= WHAT YOU HAVE TO DO =
The full data, repeated exactly, is the only answer needed.

= SOURCE MATERIAL =
•••

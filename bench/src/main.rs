use std::time::Instant;

use trainroute_core::{EdgeRecord, Graph};

fn main() {
    let args: Vec<String> = std::env::args().collect();

    let mode = args.get(1).map(|s| s.as_str()).unwrap_or("all");
    let town_count: u64 = args.get(2).and_then(|s| s.parse().ok()).unwrap_or(10_000);

    if mode == "help" || mode == "--help" {
        println!("Usage: trainroute-bench [mode] [town_count]");
        println!();
        println!("Modes:");
        println!("  all      Run all generators and benchmark each (default)");
        println!("  ring     Ring line with express chords (long cycles)");
        println!("  random   Uniform random routes, ~3 per town");
        println!("  grid     Square grid with routes right and down, wrapping");
        println!();
        println!("Default town_count: 10000");
        return;
    }

    if town_count < 2 {
        eprintln!("town_count must be at least 2");
        return;
    }

    println!("trainroute-bench");
    println!("================");
    println!();

    let generators: Vec<(&str, fn(u64) -> Vec<EdgeRecord>)> = match mode {
        "ring" => vec![("Ring with chords", gen_ring)],
        "random" => vec![("Uniform random", gen_random)],
        "grid" => vec![("Wrapped grid", gen_grid)],
        "all" => vec![
            ("Ring with chords", gen_ring as fn(u64) -> Vec<EdgeRecord>),
            ("Uniform random", gen_random),
            ("Wrapped grid", gen_grid),
        ],
        _ => {
            eprintln!("Unknown mode: {}. Use --help for options.", mode);
            return;
        }
    };

    for (name, generator) in generators {
        run_benchmark(name, generator, town_count);
    }
}

fn run_benchmark(name: &str, generator: fn(u64) -> Vec<EdgeRecord>, town_count: u64) {
    println!("--- {} ---", name);
    println!("Target: {} towns", town_count);

    let edges = generator(town_count);
    let t = Instant::now();
    let graph = match Graph::from_edges(edges) {
        Ok(g) => g,
        Err(e) => {
            eprintln!("Build failed: {}", e);
            return;
        }
    };
    println!(
        "Built in {:.2}ms: {} towns, {} routes",
        t.elapsed().as_secs_f64() * 1000.0,
        graph.town_count(),
        graph.route_count()
    );

    let first = town(0);
    let far = town(town_count / 2);

    println!();
    let t = Instant::now();
    let shortest = trainroute_core::shortest_distance(&graph, &first, &far);
    println!(
        "Shortest {} -> {}: {:?} in {:.2}ms",
        first,
        far,
        shortest,
        t.elapsed().as_secs_f64() * 1000.0
    );

    let t = Instant::now();
    let cycle = trainroute_core::shortest_distance(&graph, &first, &first);
    println!(
        "Shortest cycle through {}: {:?} in {:.2}ms",
        first,
        cycle,
        t.elapsed().as_secs_f64() * 1000.0
    );

    let walk: Vec<String> = (0..town_count.min(50)).map(town).collect();
    let t = Instant::now();
    let distance = trainroute_core::route_distance(&graph, &walk);
    println!(
        "Route over {} towns: {:?} in {:.3}ms",
        walk.len(),
        distance,
        t.elapsed().as_secs_f64() * 1000.0
    );

    // Walk enumeration is exponential in the bound; keep it small
    println!();
    println!("{:>8} {:>14} {:>14} {:>10}", "bound", "max-stops", "exact-stops", "time");
    println!("{:->8} {:->14} {:->14} {:->10}", "", "", "", "");
    for stops in [2u32, 4, 6, 8, 10] {
        let t = Instant::now();
        let max = trainroute_core::count_trips_max_stops(&graph, &first, &first, stops);
        let exact = trainroute_core::count_trips_exact_stops(&graph, &first, &first, stops);
        let elapsed = t.elapsed();
        match (max, exact) {
            (Ok(max), Ok(exact)) => println!(
                "{:>8} {:>14} {:>14} {:>8.1}ms",
                stops,
                max,
                exact,
                elapsed.as_secs_f64() * 1000.0
            ),
            (Err(e), _) | (_, Err(e)) => println!("{:>8} error: {}", stops, e),
        }
        if elapsed.as_secs_f64() > 5.0 {
            println!("{:>8} (stopping: bound too expensive)", "");
            break;
        }
    }

    println!();
    println!("{:>8} {:>14} {:>10}", "distance", "trips", "time");
    println!("{:->8} {:->14} {:->10}", "", "", "");
    for max_distance in [5u64, 10, 15] {
        let t = Instant::now();
        let trips = trainroute_core::count_trips_max_distance(&graph, &first, &first, max_distance);
        let elapsed = t.elapsed();
        match trips {
            Ok(n) => println!(
                "{:>8} {:>14} {:>8.1}ms",
                max_distance,
                n,
                elapsed.as_secs_f64() * 1000.0
            ),
            Err(e) => println!("{:>8} error: {}", max_distance, e),
        }
        if elapsed.as_secs_f64() > 5.0 {
            println!("{:>8} (stopping: bound too expensive)", "");
            break;
        }
    }
    println!();
}

// ---------------------------------------------------------------------------
// Generators: deterministic, O(towns)
// ---------------------------------------------------------------------------

/// Simple LCG for deterministic, fast pseudo-random numbers.
struct FastRng(u64);

impl FastRng {
    fn new(seed: u64) -> Self {
        Self(seed)
    }
    fn next(&mut self, max: u64) -> u64 {
        self.0 = self.0.wrapping_mul(6364136223846793005).wrapping_add(1);
        (self.0 >> 33) % max
    }
}

fn town(i: u64) -> String {
    format!("T{}", i)
}

fn route(from: u64, to: u64, distance: u64) -> EdgeRecord {
    EdgeRecord::new(town(from), town(to), distance as i64)
}

/// Ring line: every town links to the next, plus an express chord every 10 towns.
fn gen_ring(town_count: u64) -> Vec<EdgeRecord> {
    let mut rng = FastRng::new(42);
    let mut edges = Vec::with_capacity(town_count as usize * 2);

    for i in 0..town_count {
        edges.push(route(i, (i + 1) % town_count, 1 + rng.next(9)));
        if i % 10 == 0 {
            edges.push(route(i, (i + town_count / 3) % town_count, 5 + rng.next(20)));
        }
    }

    edges
}

/// Uniform random routes. Each town gets a route to its successor so every
/// town appears in the graph, then ~2 more random routes per town.
fn gen_random(town_count: u64) -> Vec<EdgeRecord> {
    let mut rng = FastRng::new(54321);
    let mut edges = Vec::with_capacity(town_count as usize * 3);

    for i in 0..town_count {
        edges.push(route(i, (i + 1) % town_count, 1 + rng.next(9)));
    }
    for _ in 0..town_count * 2 {
        let from = rng.next(town_count);
        let to = rng.next(town_count);
        if from != to {
            edges.push(route(from, to, 1 + rng.next(19)));
        }
    }

    edges
}

/// Square grid, routes right and down with wrap-around (a torus).
fn gen_grid(town_count: u64) -> Vec<EdgeRecord> {
    let side = ((town_count as f64).sqrt() as u64).max(2);
    let mut rng = FastRng::new(99999);
    let mut edges = Vec::with_capacity((side * side * 2) as usize);

    for row in 0..side {
        for col in 0..side {
            let id = row * side + col;
            let right = row * side + (col + 1) % side;
            let down = ((row + 1) % side) * side + col;
            edges.push(route(id, right, 1 + rng.next(9)));
            edges.push(route(id, down, 1 + rng.next(9)));
        }
    }

    edges
}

•••

= RESULT FOR THIS TASK =
filename bench/src/main.rs
use std::time::Instant;

use trainroute_core::{EdgeRecord, Graph};

fn main() {
    let args: Vec<String> = std::env::args().collect();

    let mode = args.get(1).map(|s| s.as_str()).unwrap_or("all");
    let town_count: u64 = args.get(2).and_then(|s| s.parse().ok()).unwrap_or(10_000);

    if mode == "help" || mode == "--help" {
        println!("Usage: trainroute-bench [mode] [town_count]");
        println!();
        println!("Modes:");
        println!("  all      Run all generators and benchmark each (default)");
        println!("  ring     Ring line with express chords (long cycles)");
        println!("  random   Uniform random routes, ~3 per town");
        println!("  grid     Square grid with routes right and down, wrapping");
        println!();
        println!("Default town_count: 10000");
        return;
    }

    if town_count < 2 {
        eprintln!("town_count must be at least 2");
        return;
    }

    println!("trainroute-bench");
    println!("================");
    println!();

    let generators: Vec<(&str, fn(u64) -> Vec<EdgeRecord>)> = match mode {
        "ring" => vec![("Ring with chords", gen_ring)],
        "random" => vec![("Uniform random", gen_random)],
        "grid" => vec![("Wrapped grid", gen_grid)],
        "all" => vec![
            ("Ring with chords", gen_ring as fn(u64) -> Vec<EdgeRecord>),
            ("Uniform random", gen_random),
            ("Wrapped grid", gen_grid),
        ],
        _ => {
            eprintln!("Unknown mode: {}. Use --help for options.", mode);
            return;
        }
    };

    for (name, generator) in generators {
        run_benchmark(name, generator, town_count);
    }
}

fn run_benchmark(name: &str, generator: fn(u64) -> Vec<EdgeRecord>, town_count: u64) {
    println!("--- {} ---", name);
    println!("Target: {} towns", town_count);

    let edges = generator(town_count);
    let t = Instant::now();
    let graph = match Graph::from_edges(edges) {
        Ok(g) => g,
        Err(e) => {
            eprintln!("Build failed: {}", e);
            return;
        }
    };
    println!(
        "Built in {:.2}ms: {} towns, {} routes",
        t.elapsed().as_secs_f64() * 1000.0,
        graph.town_count(),
        graph.route_count()
    );

    let first = town(0);
    let far = town(town_count / 2);

    println!();
    let t = Instant::now();
    let shortest = trainroute_core::shortest_distance(&graph, &first, &far);
    println!(
        "Shortest {} -> {}: {:?} in {:.2}ms",
        first,
        far,
        shortest,
        t.elapsed().as_secs_f64() * 1000.0
    );

    let t = Instant::now();
    let cycle = trainroute_core::shortest_distance(&graph, &first, &first);
    println!(
        "Shortest cycle through {}: {:?} in {:.2}ms",
        first,
        cycle,
        t.elapsed().as_secs_f64() * 1000.0
    );

    let walk: Vec<String> = (0..town_count.min(50)).map(town).collect();
    let t = Instant::now();
    let distance = trainroute_core::route_distance(&graph, &walk);
    println!(
        "Route over {} towns: {:?} in {:.3}ms",
        walk.len(),
        distance,
        t.elapsed().as_secs_f64() * 1000.0
    );

    // Walk enumeration is exponential in the bound; keep it small
    println!();
    println!("{:>8} {:>14} {:>14} {:>10}", "bound", "max-stops", "exact-stops", "time");
    println!("{:->8} {:->14} {:->14} {:->10}", "", "", "", "");
    for stops in [2u32, 4, 6, 8, 10] {
        let t = Instant::now();
        let max = trainroute_core::count_trips_max_stops(&graph, &first, &first, stops);
        let exact = trainroute_core::count_trips_exact_stops(&graph, &first, &first, stops);
        let elapsed = t.elapsed();
        match (max, exact) {
            (Ok(max), Ok(exact)) => println!(
                "{:>8} {:>14} {:>14} {:>8.1}ms",
                stops,
                max,
                exact,
                elapsed.as_secs_f64() * 1000.0
            ),
            (Err(e), _) | (_, Err(e)) => println!("{:>8} error: {}", stops, e),
        }
        if elapsed.as_secs_f64() > 5.0 {
            println!("{:>8} (stopping: bound too expensive)", "");
            break;
        }
    }

    println!();
    println!("{:>8} {:>14} {:>10}", "distance", "trips", "time");
    println!("{:->8} {:->14} {:->10}", "", "", "");
    for max_distance in [5u64, 10, 15] {
        let t = Instant::now();
        let trips = trainroute_core::count_trips_max_distance(&graph, &first, &first, max_distance);
        let elapsed = t.elapsed();
        match trips {
            Ok(n) => println!(
                "{:>8} {:>14} {:>8.1}ms",
                max_distance,
                n,
                elapsed.as_secs_f64() * 1000.0
            ),
            Err(e) => println!("{:>8} error: {}", max_distance, e),
        }
        if elapsed.as_secs_f64() > 5.0 {
            println!("{:>8} (stopping: bound too expensive)", "");
            break;
        }
    }
    println!();
}

// ---------------------------------------------------------------------------
// Generators: deterministic, O(towns)
// ---------------------------------------------------------------------------

/// Simple LCG for deterministic, fast pseudo-random numbers.
struct FastRng(u64);

impl FastRng {
    fn new(seed: u64) -> Self {
        Self(seed)
    }
    fn next(&mut self, max: u64) -> u64 {
        self.0 = self.0.wrapping_mul(6364136223846793005).wrapping_add(1);
        (self.0 >> 33) % max
    }
}

fn town(i: u64) -> String {
    format!("T{}", i)
}

fn route(from: u64, to: u64, distance: u64) -> EdgeRecord {
    EdgeRecord::new(town(from), town(to), distance as i64)
}

/// Ring line: every town links to the next, plus an express chord every 10 towns.
fn gen_ring(town_count: u64) -> Vec<EdgeRecord> {
    let mut rng = FastRng::new(42);
    let mut edges = Vec::with_capacity(town_count as usize * 2);

    for i in 0..town_count {
        edges.push(route(i, (i + 1) % town_count, 1 + rng.next(9)));
        if i % 10 == 0 {
            edges.push(route(i, (i + town_count / 3) % town_count, 5 + rng.next(20)));
        }
    }

    edges
}

/// Uniform random routes. Each town gets a route to its successor so every
/// town appears in the graph, then ~2 more random routes per town.
fn gen_random(town_count: u64) -> Vec<EdgeRecord> {
    let mut rng = FastRng::new(54321);
    let mut edges = Vec::with_capacity(town_count as usize * 3);

    for i in 0..town_count {
        edges.push(route(i, (i + 1) % town_count, 1 + rng.next(9)));
    }
    for _ in 0..town_count * 2 {
        let from = rng.next(town_count);
        let to = rng.next(town_count);
        if from != to {
            edges.push(route(from, to, 1 + rng.next(19)));
        }
    }

    edges
}

/// Square grid, routes right and down with wrap-around (a torus).
fn gen_grid(town_count: u64) -> Vec<EdgeRecord> {
    let side = ((town_count as f64).sqrt() as u64).max(2);
    let mut rng = FastRng::new(99999);
    let mut edges = Vec::with_capacity((side * side * 2) as usize);

    for row in 0..side {
        for col in 0..side {
            let id = row * side + col;
            let right = row * side + (col + 1) % side;
            let down = ((row + 1) % side) * side + col;
            edges.push(route(id, right, 1 + rng.next(9)));
            edges.push(route(id, down, 1 + rng.next(9)));
        }
    }

    edges
}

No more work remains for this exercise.